O Ministério Público Federal (MPF) recomendou à Prefeitura de Belém que revise, no prazo de 30 dias, as alterações na composição do Comitê Gestor de Riscos e Desastres (CGRD). A medida ocorre após a aprovação, no dia 20 de maio, de um projeto de lei que reestruturou o colegiado.
As alterações aprovadas pela Câmara de Belém revogaram a Lei nº 10.087/2024.
O MPF pede a reinclusão imediata de instituições de pesquisa científica, como a Universidade Federal do Pará (UFPA) e o Serviço Geológico do Brasil (SGB), além de representantes da sociedade civil organizada.

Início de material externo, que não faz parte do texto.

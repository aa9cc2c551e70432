use std::sync::Arc;

use axum::{
    Router,
    routing::{get, post},
    middleware,
};

use shared_config::AppConfig;
use shared_utils::extractor::auth_middleware;

use crate::handlers;

pub fn appointment_routes(state: Arc<AppConfig>) -> Router {
    Router::new()
        .route("/", post(handlers::request_appointment).get(handlers::list_appointments))
        .route("/mine", get(handlers::my_appointments))
        .route("/dashboard/specialist", get(handlers::specialist_dashboard))
        .route("/{appointment_id}", get(handlers::get_appointment))
        .route("/{appointment_id}/actions", get(handlers::appointment_actions))
        .route("/{appointment_id}/accept", post(handlers::accept_appointment))
        .route("/{appointment_id}/reject", post(handlers::reject_appointment))
        .route("/{appointment_id}/cancel", post(handlers::cancel_appointment))
        .route("/{appointment_id}/complete", post(handlers::complete_appointment))
        .route("/{appointment_id}/rate", post(handlers::rate_appointment))
        .route("/{appointment_id}/survey", post(handlers::survey_appointment))
        .layer(middleware::from_fn_with_state(state.clone(), auth_middleware))
        .with_state(state)
}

A prefeitura tem prazo de 15 dias, a contar do recebimento da recomendação, para informar se acata a medida.
O que mudou no comitê?
Segundo o MPF, o novo texto excluiu instituições consideradas fundamentais para a produção de conhecimento na Amazônia, como:
- Universidade Federal do Pará (UFPA)
- Universidade do Estado do Pará (UEPA)
- Universidade Federal Rural da Amazônia (UFRA)

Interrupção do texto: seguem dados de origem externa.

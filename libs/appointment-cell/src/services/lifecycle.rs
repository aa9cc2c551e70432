use serde_json::{json, Value};
use tracing::{debug, info, warn};

use crate::models::{
    Appointment, AppointmentAction, AppointmentError, AppointmentStatus, StatusChange, Viewer,
};

const RATING_RANGE: std::ops::RangeInclusive<i32> = 1..=5;

/// Every rule about who may move an appointment where lives here.
#[derive(Debug, Default, Clone, Copy)]
pub struct AppointmentLifecycleService;

impl AppointmentLifecycleService {
    pub fn new() -> Self {
        Self
    }

    /// Validate that a status transition is allowed
    pub fn validate_status_transition(
        &self,
        current_status: &AppointmentStatus,
        new_status: &AppointmentStatus,
    ) -> Result<(), AppointmentError> {
        debug!("Validating status transition from {} to {}", current_status, new_status);

        let valid_transitions = self.get_valid_transitions(current_status);

        if !valid_transitions.contains(new_status) {
            warn!("Invalid status transition attempted: {} -> {}", current_status, new_status);
            return Err(AppointmentError::InvalidStatusTransition(*current_status));
        }

        Ok(())
    }

    /// Get all valid next statuses for a given current status
    pub fn get_valid_transitions(&self, current_status: &AppointmentStatus) -> Vec<AppointmentStatus> {
        match current_status {
            AppointmentStatus::Pending => vec![
                AppointmentStatus::Accepted,
                AppointmentStatus::Rejected,
                AppointmentStatus::Cancelled,
            ],
            AppointmentStatus::Accepted => vec![
                AppointmentStatus::Completed,
                AppointmentStatus::Cancelled,
            ],
            // Terminal states
            AppointmentStatus::Completed => vec![],
            AppointmentStatus::Cancelled => vec![],
            AppointmentStatus::Rejected => vec![],
        }
    }

    /// Whether the viewer holds the role an action needs on this appointment,
    /// regardless of its current state.
    fn actor_allowed(&self, appointment: &Appointment, viewer: &Viewer, action: AppointmentAction) -> bool {
        match action {
            AppointmentAction::Accept | AppointmentAction::Reject | AppointmentAction::Complete => {
                viewer.is_specialist_of(appointment)
            }
            AppointmentAction::Cancel | AppointmentAction::ViewReview => viewer.can_view(appointment),
            AppointmentAction::Rate | AppointmentAction::Survey => viewer.is_patient_of(appointment),
        }
    }

    pub fn can_perform(&self, appointment: &Appointment, viewer: &Viewer, action: AppointmentAction) -> bool {
        if !self.actor_allowed(appointment, viewer, action) {
            return false;
        }

        let status = appointment.estado;
        match action {
            AppointmentAction::Accept | AppointmentAction::Reject => status == AppointmentStatus::Pending,
            AppointmentAction::Cancel => {
                matches!(status, AppointmentStatus::Pending | AppointmentStatus::Accepted)
            }
            AppointmentAction::Complete => status == AppointmentStatus::Accepted,
            AppointmentAction::Rate => status == AppointmentStatus::Completed && !appointment.is_rated(),
            AppointmentAction::Survey => {
                status == AppointmentStatus::Completed
                    && appointment.has_review()
                    && !appointment.survey_completed()
            }
            AppointmentAction::ViewReview => appointment.has_review(),
        }
    }

    pub fn available_actions(&self, appointment: &Appointment, viewer: &Viewer) -> Vec<AppointmentAction> {
        [
            AppointmentAction::Accept,
            AppointmentAction::Reject,
            AppointmentAction::Cancel,
            AppointmentAction::Complete,
            AppointmentAction::Rate,
            AppointmentAction::Survey,
            AppointmentAction::ViewReview,
        ]
        .into_iter()
        .filter(|action| self.can_perform(appointment, viewer, *action))
        .collect()
    }

    /// Checks a status change and builds the PATCH body that applies it.
    pub fn plan_status_change(
        &self,
        appointment: &Appointment,
        viewer: &Viewer,
        change: &StatusChange,
    ) -> Result<Value, AppointmentError> {
        if !self.actor_allowed(appointment, viewer, change.action()) {
            warn!(
                "User {} may not {:?} appointment {}",
                viewer.user_id,
                change.action(),
                appointment.id
            );
            return Err(AppointmentError::Unauthorized);
        }

        let target = change.target();
        self.validate_status_transition(&appointment.estado, &target)?;

        let body = match change {
            StatusChange::Accept => json!({ "estado": target }),
            StatusChange::Reject { comentario } => json!({
                "estado": target,
                "comentarioespecialista": required_text(comentario, "El comentario es obligatorio")?,
            }),
            StatusChange::Cancel { comentario } => {
                let comentario = required_text(comentario, "El comentario es obligatorio")?;
                if viewer.is_patient_of(appointment) {
                    json!({ "estado": target, "comentariopaciente": comentario })
                } else {
                    json!({ "estado": target, "comentarioespecialista": comentario })
                }
            }
            StatusChange::Complete { resena } => json!({
                "estado": target,
                "resena": required_text(resena, "La reseña es obligatoria")?,
            }),
        };

        info!(
            "Appointment {} transition planned: {} -> {}",
            appointment.id, appointment.estado, target
        );
        Ok(body)
    }

    pub fn plan_rating(
        &self,
        appointment: &Appointment,
        viewer: &Viewer,
        puntaje: i32,
        comentario: &str,
    ) -> Result<Value, AppointmentError> {
        if !viewer.is_patient_of(appointment) {
            return Err(AppointmentError::Unauthorized);
        }
        if appointment.estado != AppointmentStatus::Completed {
            return Err(AppointmentError::InvalidStatusTransition(appointment.estado));
        }
        if appointment.is_rated() {
            return Err(AppointmentError::AlreadyRated);
        }
        if !RATING_RANGE.contains(&puntaje) {
            return Err(AppointmentError::ValidationError(
                "El puntaje debe estar entre 1 y 5".to_string(),
            ));
        }

        let comentario = required_text(comentario, "El comentario es obligatorio")?;
        Ok(json!({
            "calificacionatencion": { "puntaje": puntaje, "comentario": comentario }
        }))
    }

    pub fn plan_survey(
        &self,
        appointment: &Appointment,
        viewer: &Viewer,
        comentario: &str,
        estrellas: i32,
    ) -> Result<Value, AppointmentError> {
        if !viewer.is_patient_of(appointment) {
            return Err(AppointmentError::Unauthorized);
        }
        if !self.can_perform(appointment, viewer, AppointmentAction::Survey) {
            return Err(AppointmentError::SurveyNotAvailable);
        }
        if !RATING_RANGE.contains(&estrellas) {
            return Err(AppointmentError::ValidationError(
                "Las estrellas deben estar entre 1 y 5".to_string(),
            ));
        }

        let comentario = required_text(comentario, "El comentario es obligatorio")?;
        Ok(json!({
            "encuestacompletada": true,
            "encuestacomentario": comentario,
            "encuestaestrellas": estrellas,
        }))
    }
}

fn required_text(value: &str, message: &str) -> Result<String, AppointmentError> {
    let trimmed = value.trim();
    if trimmed.is_empty() {
        return Err(AppointmentError::ValidationError(message.to_string()));
    }
    Ok(trimmed.to_string())
}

- Instituto do Homem e Meio Ambiente da Amazônia (Imazon)
Também foram retiradas entidades profissionais, como o Conselho Regional de Engenharia e Agronomia do Pará (Crea-PA) e o Conselho de Arquitetura e Urbanismo do Pará (CAU-PA), além de secretarias municipais estratégicas, como:
- Secretaria de Urbanismo (Seurb)
- Secretaria de Saneamento (Sesan)
- Secretaria de Habitação (Sehab)
Na recomendação, assinada na última sexta-feira (22) pelo procurador regional dos Direitos do Cidadão no Pará, Sadi Flores Machado, e pela procuradora da República Manoela Lopes Lamenha Lins Cavalcante, o MPF afirma que a mudança representa um “nítido retrocesso jurídico e democrático”.
Risco climático
O MPF aponta que a alteração na composição do comitê ocorre em um momento crítico. Dados do Instituto Nacional de Meteorologia (Inmet) indicam a intensificação do fenômeno El Niño no segundo semestre de 2026.